Da “Il processo” di Franz Kafka
Con Roberto Abbiati
E la partecipazione di Johannes Schlosser
Regia di Claudio Morganti
Musiche di Claudio Morganti e Johannes Schlosser
Realizzazione scene Laboratorio del Teatro Metastasio
Macchinista costruttore Marco Mencacci
Produzione Teatro Metastasio di Prato, TPE – Teatro Piemonte Europa
In collaborazione Armunia Residenze Artistiche
Visto al Teatro Oscar, Milano, domenica 12 febbraio 2023
Una farfalla d’uomo che cambia continuamente colori e pelle (abiti) abitando la miniatura espressionista e naif di una vecchia stanza da letto. Così si potrebbe tenere in un filo d’immagine la memoria del Circo Kafka di Roberto Abbiati. Il Processo di Kafka trasposto in una commedia visuale stralunata, dove l’assurdità danza con le mosse sfasate, la mimica disarticolata di Abbiati. Dove la parola scompare e al suo posto emerge la distesa altamente significante dei suoni, sia vocali sia strumental/oggettuali prodotti dalle dita su un contrabbasso o dal fiato in una cornamusa o dal borbottare ritmico della voce scandito sullo straniante beat di un interruttore che accende/spegne una lampadina.

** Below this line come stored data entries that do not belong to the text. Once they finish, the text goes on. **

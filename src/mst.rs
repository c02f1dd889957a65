//! Minimum spanning tree over the complete color graph via Kruskal's
//! algorithm.

use log::debug;

use crate::color::{Color, DistanceMetric};
use crate::color_set::ColorSet;
use crate::disjoint_set::DisjointSetForest;
use crate::graph::{Edge, ordered_edges};

/// A minimum spanning tree over a [`ColorSet`].
///
/// Holds exactly `max(N - 1, 0)` edges, in the order Kruskal accepted them
/// (weight ascending).
#[derive(Clone, Debug)]
pub struct MinimumSpanningTree {
    colors: ColorSet,
    edges: Vec<Edge>,
    total_weight: f64,
}

impl MinimumSpanningTree {
    /// Runs the whole pipeline on `colors`: complete graph, edge order,
    /// Kruskal.
    pub fn build(colors: ColorSet, metric: DistanceMetric) -> Self {
        if colors.len() <= 1 {
            return Self::empty(colors);
        }
        let edges = ordered_edges(&colors, metric);
        kruskal(colors, edges)
    }

    fn empty(colors: ColorSet) -> Self {
        Self {
            colors,
            edges: Vec::new(),
            total_weight: 0.0,
        }
    }

    pub fn colors(&self) -> &ColorSet {
        &self.colors
    }

    /// Accepted edges, by dense color index.
    pub fn edges(&self) -> &[Edge] {
        &self.edges
    }

    /// Accepted edges with their endpoint colors resolved.
    pub fn color_edges(&self) -> impl Iterator<Item = (Color, Color, f64)> + '_ {
        self.edges
            .iter()
            .map(|e| (self.colors.color(e.u), self.colors.color(e.v), e.weight))
    }

    pub fn total_weight(&self) -> f64 {
        self.total_weight
    }

    pub fn edge_count(&self) -> usize {
        self.edges.len()
    }
}

/// Kruskal's algorithm over `edges`, which must already be in
/// [`Edge::order`] order.
///
/// An edge is accepted iff its endpoints are in different groups. The loop
/// stops as soon as `N - 1` edges are accepted.
///
/// Panics if `edges` does not connect every color.
pub fn kruskal(colors: ColorSet, edges: impl IntoIterator<Item = Edge>) -> MinimumSpanningTree {
    let n = colors.len();
    if n <= 1 {
        return MinimumSpanningTree::empty(colors);
    }

    let target = n - 1;
    let mut forest = DisjointSetForest::new(n);
    let mut accepted = Vec::with_capacity(target);
    let mut total_weight = 0.0;
    let mut considered = 0usize;

    for edge in edges {
        considered += 1;
        let ru = forest.find(edge.u);
        let rv = forest.find(edge.v);
        if ru == rv {
            continue;
        }

        forest.union(ru, rv);
        total_weight += edge.weight;
        accepted.push(edge);

        if accepted.len() == target {
            break;
        }
    }

    // Running out of edges before N - 1 are accepted means the sequence was
    // not a complete graph.
    assert_eq!(
        forest.group_count(),
        1,
        "edge sequence did not connect all {n} colors"
    );
    debug!(
        "Kruskal accepted {} of {} considered edges, total weight {:.4}",
        accepted.len(),
        considered,
        total_weight
    );

    MinimumSpanningTree {
        colors,
        edges: accepted,
        total_weight,
    }
}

Una sorta di afasia giocosa si manifesta nel tentativo di parlare imboccando un’armonica; l’intenzione al dire espressa solo attraverso ciò che il fiato ricava dal passare tra le lamelle dello strumento. Come in una mostruosità alla Bosch in cui alla figura umana sia stato incorporato un nuovo organo che deforma la bocca in un imbuto vocale trombettante, qui l’armonica deforma il volto in un sorriso ebete e divaricato cui non resta che giustificarsi di fronte a un giudice che appare e scompare, o è implicitamente presente nella perenne disposizione auto giustificatoria che attraversa tutto il darsi fisico dell’attore sul palco. Il personaggio di Abbiati si giustifica di qualcosa che lui e nemmeno noi sappiamo; e il giudice appare munito di una ruota (della fortuna, del destino, della legge?), un ruotino di bicicletta senza camera d’aria, che un cartoncino tra i raggi fa ticchettare come un pallino nella roulette della sorte, di cui il magistrato sornione interpreta a gesti e allusioni gestual/vocali la indicazioni, dando per dimostrata l’evidente colpevolezza dell’indiziato e insieme sollevandosi, mercé l’incedere della ruota, da quale che sia responsabilità personale.
Ma quella stessa ruota, per uno di quei soprassalti semantici che avvicinano il gesto teatrale alla poesia, alla sua capacità di dissoluzioni metamorfiche di un segno nell’altro, diventa anche, a un certo punto, il diteggiante ticchettio della macchina da scrivere del giudice, in un gioco di ricreazione sonora dell’oggetto invisibile. Nel pieno di queste rutilanti e ironiche riverberazioni di senso tra suoni e oggetti e gestualità, ecco di colpo una rarefazione improvvisa. Nell’apparente inciampo di una musica che non arriva, ecco la parola, dimessa, affiorare alle labbra dell’attore. E’ un discorso che rompe l’onda e, apparentemente, manda in bonaccia lo spettacolo. Si rompe la parete del gioco rappresentativo, e la voce di Abbiati ci interpella. Gela la compulsività di uno spettatore incredibilmente intento al proprio smartphone e poi riflette. Che cos’è uno spettacolo se non un meccanismo che a un certo punto, una volta avviato, procede, un po’ misteriosamente, da sé? E il parallelo è con un macinino da caffè: tu giri la manovella, non sai cosa accade dentro alla scatola di legno, alla fine di quel girare, ecco la polvere; o la bicicletta che avviata dalla pedalata poi prosegue il moto. C’è come un richiamo a un segreto trasformativo, che non vediamo, ma del cui sussistere e operare non dubitiamo. Ci fidiamo. Uno spettacolo è questo – così sembra dire Abbiati – per metà fare per metà non sapere del fare e a cui una certa ineluttabilità del moto inizialmente impresso gli assegna destino e una certa compiutezza. E’ un’intuizione che mette di colpo al centro il senso stesso dello spettacolo (e forse del fare teatro tout court). Ma così, viene poi da pensare, è anche per K, il personaggio. Immesso nel meccanismo senza senso però di una macchina che non si vede, intenta com’è a perpetuare il proprio indifferente disegno a scapito del protagonista, fino alla pugnalata finale.